■ **What you will do**
Each line of the listing that includes "operations" should be reported.
------ Extracted data
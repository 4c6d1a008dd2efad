//! Reporter trait for dependency injection
//!
//! Core operations print a short human-readable status line when they finish.
//! This trait keeps them decoupled from the terminal so tests can run silently.

pub trait Reporter {
    /// Log an informational message.
    fn info(&self, msg: &str);

    /// Log a success message.
    fn success(&self, msg: &str);

    /// Log a warning message.
    fn warning(&self, msg: &str);

    /// Log an error message.
    fn error(&self, msg: &str);
}

/// A no-op reporter for silent operations (e.g., testing).
#[derive(Debug, Clone, Copy)]
pub struct NullReporter;

impl Reporter for NullReporter {
    fn info(&self, _: &str) {}
    fn success(&self, _: &str) {}
    fn warning(&self, _: &str) {}
    fn error(&self, _: &str) {}
}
------------
■ **Written answer**
//! Core operations print a short human-readable status line when they finish.
/// A no-op reporter for silent operations (e.g., testing).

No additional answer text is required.